Whenever a line in the records below contains "SignatureStatus", pick it out.

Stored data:

□ □ □

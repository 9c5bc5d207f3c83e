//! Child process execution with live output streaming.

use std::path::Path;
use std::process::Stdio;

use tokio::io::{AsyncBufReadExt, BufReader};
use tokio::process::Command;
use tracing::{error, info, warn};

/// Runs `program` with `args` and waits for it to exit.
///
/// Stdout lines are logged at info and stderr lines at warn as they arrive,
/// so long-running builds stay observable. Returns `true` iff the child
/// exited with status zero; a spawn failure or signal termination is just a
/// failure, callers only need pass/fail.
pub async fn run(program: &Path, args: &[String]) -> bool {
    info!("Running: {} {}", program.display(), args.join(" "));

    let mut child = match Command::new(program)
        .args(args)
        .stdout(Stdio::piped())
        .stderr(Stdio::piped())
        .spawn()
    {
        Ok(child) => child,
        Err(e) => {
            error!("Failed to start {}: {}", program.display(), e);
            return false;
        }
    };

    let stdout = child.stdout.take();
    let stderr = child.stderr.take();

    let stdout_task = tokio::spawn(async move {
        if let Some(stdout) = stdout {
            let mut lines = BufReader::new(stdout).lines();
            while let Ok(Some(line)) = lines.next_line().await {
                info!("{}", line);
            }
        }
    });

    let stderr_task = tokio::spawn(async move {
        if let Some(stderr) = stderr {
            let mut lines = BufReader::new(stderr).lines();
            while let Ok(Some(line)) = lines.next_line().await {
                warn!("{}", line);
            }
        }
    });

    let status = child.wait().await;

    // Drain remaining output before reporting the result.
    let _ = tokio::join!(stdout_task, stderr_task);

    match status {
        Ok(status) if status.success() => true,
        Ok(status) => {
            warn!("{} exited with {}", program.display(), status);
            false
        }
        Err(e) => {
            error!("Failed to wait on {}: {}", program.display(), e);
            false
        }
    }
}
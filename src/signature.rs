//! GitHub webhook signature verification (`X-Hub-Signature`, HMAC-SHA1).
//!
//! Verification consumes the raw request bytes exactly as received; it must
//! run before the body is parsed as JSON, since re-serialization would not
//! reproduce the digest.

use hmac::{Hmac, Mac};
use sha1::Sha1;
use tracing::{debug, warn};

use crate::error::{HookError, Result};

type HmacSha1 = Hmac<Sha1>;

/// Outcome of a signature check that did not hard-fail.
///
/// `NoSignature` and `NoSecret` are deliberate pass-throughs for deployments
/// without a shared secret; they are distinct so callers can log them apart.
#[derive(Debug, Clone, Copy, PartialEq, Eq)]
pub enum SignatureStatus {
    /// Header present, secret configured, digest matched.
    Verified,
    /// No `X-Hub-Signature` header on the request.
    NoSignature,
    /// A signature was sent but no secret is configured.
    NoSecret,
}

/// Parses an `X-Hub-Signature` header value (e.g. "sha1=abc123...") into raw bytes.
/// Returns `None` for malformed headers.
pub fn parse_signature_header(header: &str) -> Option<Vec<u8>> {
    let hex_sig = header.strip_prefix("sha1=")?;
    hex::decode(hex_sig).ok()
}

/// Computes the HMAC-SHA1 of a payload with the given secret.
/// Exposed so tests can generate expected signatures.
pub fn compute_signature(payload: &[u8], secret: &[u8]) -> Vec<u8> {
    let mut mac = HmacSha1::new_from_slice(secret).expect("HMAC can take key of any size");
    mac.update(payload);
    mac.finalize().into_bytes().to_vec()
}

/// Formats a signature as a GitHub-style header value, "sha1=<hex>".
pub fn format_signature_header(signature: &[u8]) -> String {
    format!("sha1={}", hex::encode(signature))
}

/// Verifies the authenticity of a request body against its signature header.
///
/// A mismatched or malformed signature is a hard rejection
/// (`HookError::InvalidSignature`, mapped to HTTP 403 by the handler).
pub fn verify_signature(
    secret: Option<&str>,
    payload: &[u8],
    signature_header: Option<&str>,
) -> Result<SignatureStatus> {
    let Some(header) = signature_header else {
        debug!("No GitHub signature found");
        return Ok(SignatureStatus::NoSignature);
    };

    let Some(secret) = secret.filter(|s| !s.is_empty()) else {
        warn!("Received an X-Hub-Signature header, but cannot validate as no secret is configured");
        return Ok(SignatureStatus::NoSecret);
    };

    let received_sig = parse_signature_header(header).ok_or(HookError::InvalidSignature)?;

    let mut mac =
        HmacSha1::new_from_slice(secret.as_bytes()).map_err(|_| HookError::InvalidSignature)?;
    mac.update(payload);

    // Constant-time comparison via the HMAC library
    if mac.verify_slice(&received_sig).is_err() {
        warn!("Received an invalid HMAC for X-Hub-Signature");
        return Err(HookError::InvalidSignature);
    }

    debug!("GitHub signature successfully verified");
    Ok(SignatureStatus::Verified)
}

□ □ □

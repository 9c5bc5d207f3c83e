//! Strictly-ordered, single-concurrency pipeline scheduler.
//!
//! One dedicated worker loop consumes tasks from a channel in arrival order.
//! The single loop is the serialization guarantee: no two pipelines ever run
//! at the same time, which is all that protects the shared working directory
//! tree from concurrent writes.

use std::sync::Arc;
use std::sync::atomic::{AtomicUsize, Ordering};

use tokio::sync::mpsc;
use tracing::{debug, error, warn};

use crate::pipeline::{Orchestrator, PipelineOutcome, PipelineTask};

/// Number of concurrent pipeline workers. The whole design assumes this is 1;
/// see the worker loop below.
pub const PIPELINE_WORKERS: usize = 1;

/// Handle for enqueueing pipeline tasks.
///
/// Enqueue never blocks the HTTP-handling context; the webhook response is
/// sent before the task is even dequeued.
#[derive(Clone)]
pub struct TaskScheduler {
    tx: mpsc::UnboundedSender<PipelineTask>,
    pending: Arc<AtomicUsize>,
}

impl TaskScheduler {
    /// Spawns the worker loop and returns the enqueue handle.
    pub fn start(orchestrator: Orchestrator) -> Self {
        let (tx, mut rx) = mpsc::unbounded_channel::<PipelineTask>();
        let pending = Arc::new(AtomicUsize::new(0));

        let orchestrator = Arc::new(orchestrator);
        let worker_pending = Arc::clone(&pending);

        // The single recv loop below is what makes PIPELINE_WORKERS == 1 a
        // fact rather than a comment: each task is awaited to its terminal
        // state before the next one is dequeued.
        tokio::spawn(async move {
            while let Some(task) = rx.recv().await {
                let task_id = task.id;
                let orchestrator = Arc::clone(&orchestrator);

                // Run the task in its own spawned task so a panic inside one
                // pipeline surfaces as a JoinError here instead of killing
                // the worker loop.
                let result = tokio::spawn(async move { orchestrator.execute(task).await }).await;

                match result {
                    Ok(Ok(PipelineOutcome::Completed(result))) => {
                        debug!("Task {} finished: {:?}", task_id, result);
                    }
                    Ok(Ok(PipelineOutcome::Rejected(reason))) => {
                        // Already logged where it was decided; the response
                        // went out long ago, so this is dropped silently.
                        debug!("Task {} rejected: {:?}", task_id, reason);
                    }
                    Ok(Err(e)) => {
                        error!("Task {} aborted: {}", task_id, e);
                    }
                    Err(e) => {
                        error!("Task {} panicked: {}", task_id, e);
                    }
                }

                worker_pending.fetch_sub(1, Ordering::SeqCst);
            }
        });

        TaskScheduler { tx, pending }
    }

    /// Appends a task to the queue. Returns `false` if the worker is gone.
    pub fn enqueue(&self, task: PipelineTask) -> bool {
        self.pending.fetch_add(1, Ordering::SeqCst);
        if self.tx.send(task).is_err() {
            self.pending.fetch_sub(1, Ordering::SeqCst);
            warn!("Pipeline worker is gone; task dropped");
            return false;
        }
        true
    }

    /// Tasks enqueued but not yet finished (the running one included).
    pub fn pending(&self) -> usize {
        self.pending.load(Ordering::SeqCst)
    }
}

□ □ □

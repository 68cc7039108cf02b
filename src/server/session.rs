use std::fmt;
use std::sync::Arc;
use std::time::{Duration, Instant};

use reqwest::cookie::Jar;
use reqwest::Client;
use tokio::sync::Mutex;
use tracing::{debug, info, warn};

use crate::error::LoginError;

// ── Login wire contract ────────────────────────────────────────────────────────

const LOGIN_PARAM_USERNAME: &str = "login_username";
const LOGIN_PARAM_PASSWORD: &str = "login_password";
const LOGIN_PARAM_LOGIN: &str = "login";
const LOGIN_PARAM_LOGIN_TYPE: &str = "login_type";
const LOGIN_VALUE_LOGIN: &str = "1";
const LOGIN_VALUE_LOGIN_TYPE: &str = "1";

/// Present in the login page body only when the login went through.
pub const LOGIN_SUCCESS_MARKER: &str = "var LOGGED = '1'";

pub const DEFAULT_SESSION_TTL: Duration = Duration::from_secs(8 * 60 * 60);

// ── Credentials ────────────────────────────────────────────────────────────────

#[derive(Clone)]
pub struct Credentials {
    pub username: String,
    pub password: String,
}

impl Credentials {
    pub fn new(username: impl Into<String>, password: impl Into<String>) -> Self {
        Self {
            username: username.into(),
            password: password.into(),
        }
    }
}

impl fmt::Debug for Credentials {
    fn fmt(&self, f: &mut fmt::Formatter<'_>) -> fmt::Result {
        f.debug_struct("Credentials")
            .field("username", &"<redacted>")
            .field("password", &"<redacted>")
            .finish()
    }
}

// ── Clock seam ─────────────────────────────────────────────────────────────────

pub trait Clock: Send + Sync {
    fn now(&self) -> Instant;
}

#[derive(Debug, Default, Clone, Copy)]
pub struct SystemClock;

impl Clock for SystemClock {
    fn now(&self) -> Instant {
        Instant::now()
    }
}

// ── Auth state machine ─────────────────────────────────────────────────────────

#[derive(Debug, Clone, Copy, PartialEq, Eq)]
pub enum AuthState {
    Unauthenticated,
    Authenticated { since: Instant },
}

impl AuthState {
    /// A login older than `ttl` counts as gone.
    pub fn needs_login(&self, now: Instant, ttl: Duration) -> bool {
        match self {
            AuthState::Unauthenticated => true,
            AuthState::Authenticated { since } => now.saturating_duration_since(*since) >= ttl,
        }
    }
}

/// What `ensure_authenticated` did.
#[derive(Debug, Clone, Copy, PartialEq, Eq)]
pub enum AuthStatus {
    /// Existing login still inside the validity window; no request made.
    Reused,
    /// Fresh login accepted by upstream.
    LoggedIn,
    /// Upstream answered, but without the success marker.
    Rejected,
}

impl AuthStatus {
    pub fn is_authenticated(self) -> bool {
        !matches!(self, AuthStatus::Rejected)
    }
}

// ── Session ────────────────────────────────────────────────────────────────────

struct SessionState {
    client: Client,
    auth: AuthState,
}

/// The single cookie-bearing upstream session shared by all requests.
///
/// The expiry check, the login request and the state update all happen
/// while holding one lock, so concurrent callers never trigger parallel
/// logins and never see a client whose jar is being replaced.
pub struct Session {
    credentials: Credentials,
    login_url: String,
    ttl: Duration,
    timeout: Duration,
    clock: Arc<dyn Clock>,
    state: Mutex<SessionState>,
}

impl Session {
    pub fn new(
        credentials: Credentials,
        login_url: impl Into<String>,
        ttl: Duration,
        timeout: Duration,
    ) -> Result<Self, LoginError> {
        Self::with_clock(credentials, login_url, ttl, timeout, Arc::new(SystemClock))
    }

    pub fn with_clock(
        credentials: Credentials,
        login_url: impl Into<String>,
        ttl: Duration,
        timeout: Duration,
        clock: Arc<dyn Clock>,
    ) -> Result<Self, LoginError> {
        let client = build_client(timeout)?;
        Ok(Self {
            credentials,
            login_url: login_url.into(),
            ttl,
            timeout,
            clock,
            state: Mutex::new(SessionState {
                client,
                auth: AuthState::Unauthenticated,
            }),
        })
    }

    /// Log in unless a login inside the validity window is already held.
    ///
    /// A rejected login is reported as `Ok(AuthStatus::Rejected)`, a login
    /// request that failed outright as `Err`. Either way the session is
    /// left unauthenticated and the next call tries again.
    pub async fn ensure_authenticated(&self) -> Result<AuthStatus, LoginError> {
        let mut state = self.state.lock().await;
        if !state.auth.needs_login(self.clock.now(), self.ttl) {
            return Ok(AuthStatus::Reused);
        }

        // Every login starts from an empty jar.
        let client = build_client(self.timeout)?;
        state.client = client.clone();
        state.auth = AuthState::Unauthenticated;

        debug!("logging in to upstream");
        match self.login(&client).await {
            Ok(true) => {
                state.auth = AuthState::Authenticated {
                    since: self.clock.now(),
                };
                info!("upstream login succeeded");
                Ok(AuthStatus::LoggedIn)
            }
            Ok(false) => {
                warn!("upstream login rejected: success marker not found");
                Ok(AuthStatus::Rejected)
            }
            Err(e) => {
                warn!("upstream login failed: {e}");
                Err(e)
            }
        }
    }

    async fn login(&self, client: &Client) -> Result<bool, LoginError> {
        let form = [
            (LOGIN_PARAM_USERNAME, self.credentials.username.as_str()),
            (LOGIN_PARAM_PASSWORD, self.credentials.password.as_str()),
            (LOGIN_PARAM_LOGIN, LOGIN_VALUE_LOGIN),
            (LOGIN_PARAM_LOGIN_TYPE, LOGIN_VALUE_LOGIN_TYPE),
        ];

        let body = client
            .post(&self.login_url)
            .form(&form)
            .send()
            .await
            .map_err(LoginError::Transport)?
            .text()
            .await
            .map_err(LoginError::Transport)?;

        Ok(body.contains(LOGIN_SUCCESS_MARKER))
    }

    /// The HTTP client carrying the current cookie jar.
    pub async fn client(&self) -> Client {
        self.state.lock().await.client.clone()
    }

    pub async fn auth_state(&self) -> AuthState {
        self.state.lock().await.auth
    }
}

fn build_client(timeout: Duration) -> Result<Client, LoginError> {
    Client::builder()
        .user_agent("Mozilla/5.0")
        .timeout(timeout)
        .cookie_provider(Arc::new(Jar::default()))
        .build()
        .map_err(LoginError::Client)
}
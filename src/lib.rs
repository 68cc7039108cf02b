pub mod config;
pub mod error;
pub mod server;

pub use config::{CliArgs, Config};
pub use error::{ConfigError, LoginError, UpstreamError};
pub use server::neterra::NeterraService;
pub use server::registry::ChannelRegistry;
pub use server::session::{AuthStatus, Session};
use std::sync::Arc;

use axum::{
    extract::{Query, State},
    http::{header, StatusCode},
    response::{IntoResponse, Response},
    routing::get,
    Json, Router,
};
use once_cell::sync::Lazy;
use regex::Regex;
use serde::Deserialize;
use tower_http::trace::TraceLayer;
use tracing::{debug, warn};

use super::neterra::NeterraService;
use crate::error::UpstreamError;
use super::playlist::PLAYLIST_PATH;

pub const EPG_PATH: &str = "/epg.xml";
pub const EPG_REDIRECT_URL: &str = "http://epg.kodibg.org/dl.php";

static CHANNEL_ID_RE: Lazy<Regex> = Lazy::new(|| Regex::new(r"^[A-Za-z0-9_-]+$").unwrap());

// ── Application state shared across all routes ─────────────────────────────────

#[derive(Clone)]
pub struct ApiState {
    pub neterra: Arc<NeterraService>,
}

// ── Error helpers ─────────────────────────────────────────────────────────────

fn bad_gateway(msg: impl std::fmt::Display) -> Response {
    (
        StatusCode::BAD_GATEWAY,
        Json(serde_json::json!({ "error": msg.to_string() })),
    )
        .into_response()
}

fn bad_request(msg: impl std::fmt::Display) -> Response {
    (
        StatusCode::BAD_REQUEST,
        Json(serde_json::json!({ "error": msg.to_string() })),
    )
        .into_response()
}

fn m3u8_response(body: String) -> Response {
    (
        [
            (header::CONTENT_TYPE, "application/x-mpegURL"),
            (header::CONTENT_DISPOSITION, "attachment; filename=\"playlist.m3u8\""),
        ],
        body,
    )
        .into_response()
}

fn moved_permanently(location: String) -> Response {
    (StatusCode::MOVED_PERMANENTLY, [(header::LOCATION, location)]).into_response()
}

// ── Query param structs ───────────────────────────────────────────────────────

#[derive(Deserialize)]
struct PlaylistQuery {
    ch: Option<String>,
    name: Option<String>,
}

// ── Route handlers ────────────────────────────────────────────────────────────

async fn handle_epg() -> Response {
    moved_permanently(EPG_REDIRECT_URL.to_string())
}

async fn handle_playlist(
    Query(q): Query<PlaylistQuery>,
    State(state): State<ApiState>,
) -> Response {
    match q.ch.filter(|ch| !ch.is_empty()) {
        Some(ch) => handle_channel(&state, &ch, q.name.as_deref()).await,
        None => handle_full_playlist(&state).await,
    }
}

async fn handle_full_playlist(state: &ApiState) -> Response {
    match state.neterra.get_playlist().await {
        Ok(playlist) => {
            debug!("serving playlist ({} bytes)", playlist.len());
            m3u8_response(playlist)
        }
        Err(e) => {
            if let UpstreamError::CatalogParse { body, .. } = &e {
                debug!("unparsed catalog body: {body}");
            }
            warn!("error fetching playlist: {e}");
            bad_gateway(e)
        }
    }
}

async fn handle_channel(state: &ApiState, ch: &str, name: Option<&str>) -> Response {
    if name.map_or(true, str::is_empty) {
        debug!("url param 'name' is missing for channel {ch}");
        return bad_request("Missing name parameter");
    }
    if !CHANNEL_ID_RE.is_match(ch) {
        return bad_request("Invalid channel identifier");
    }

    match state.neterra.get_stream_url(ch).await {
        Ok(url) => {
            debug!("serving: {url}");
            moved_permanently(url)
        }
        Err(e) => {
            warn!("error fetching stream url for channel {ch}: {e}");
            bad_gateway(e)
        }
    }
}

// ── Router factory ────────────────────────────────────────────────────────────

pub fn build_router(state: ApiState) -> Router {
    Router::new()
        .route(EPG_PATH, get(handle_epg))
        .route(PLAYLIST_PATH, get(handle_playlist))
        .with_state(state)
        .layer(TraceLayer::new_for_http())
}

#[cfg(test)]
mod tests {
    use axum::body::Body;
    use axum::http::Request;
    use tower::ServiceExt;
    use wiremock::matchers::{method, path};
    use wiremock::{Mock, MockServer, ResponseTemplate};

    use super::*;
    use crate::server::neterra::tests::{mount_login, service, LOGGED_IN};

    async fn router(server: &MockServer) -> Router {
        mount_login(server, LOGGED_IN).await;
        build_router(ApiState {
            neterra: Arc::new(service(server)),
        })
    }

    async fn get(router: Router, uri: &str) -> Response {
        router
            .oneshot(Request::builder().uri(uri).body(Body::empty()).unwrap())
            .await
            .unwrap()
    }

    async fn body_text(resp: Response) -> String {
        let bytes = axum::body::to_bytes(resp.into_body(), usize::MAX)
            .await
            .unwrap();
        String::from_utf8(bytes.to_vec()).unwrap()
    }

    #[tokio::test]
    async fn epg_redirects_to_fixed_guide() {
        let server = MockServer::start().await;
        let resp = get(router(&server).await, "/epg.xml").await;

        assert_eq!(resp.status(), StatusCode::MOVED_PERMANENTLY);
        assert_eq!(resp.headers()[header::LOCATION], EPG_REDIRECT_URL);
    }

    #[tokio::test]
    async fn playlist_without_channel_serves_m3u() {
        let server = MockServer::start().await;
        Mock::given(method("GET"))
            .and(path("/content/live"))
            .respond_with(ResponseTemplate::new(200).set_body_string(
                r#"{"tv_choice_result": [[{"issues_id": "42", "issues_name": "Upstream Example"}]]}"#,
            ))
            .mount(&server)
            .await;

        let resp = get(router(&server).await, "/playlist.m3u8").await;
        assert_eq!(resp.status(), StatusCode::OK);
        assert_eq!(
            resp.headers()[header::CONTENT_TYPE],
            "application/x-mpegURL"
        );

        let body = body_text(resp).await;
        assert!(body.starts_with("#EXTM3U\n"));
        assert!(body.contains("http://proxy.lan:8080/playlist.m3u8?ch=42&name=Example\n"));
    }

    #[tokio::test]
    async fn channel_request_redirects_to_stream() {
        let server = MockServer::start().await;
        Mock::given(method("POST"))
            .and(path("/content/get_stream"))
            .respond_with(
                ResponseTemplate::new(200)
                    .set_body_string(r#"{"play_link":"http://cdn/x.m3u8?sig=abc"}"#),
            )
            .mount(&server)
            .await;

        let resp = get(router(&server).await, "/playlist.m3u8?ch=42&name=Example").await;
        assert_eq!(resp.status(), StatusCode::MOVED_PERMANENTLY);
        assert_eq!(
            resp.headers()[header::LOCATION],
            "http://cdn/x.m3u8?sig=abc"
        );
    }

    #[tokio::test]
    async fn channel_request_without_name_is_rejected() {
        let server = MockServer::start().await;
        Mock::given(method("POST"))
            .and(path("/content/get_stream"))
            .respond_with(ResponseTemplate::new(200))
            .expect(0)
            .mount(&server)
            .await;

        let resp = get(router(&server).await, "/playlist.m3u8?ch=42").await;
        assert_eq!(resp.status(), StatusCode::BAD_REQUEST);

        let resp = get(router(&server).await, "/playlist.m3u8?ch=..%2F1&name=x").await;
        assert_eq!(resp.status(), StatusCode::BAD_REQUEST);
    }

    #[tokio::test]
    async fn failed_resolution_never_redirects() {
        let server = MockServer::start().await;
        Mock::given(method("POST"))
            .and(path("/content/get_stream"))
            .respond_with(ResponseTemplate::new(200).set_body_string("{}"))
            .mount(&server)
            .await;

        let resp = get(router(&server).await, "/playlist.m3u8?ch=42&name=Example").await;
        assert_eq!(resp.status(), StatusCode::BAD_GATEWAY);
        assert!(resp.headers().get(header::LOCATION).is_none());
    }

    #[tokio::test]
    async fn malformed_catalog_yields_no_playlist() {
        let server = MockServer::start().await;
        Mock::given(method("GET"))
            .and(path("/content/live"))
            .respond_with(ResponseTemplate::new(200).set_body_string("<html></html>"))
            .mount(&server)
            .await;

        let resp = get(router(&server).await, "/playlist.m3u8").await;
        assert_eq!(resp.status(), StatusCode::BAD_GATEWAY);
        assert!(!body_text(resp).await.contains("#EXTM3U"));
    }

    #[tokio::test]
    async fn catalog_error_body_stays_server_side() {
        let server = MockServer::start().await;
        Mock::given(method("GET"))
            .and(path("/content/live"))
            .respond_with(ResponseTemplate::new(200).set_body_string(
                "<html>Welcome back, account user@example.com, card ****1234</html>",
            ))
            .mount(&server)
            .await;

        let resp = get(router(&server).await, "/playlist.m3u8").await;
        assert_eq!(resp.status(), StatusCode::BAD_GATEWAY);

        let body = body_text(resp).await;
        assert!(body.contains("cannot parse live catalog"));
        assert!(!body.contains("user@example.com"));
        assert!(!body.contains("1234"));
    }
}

□ □ □

## Solution
pub enum SignatureStatus {
) -> Result<SignatureStatus> {
        return Ok(SignatureStatus::NoSignature);
        return Ok(SignatureStatus::NoSecret);
    Ok(SignatureStatus::Verified)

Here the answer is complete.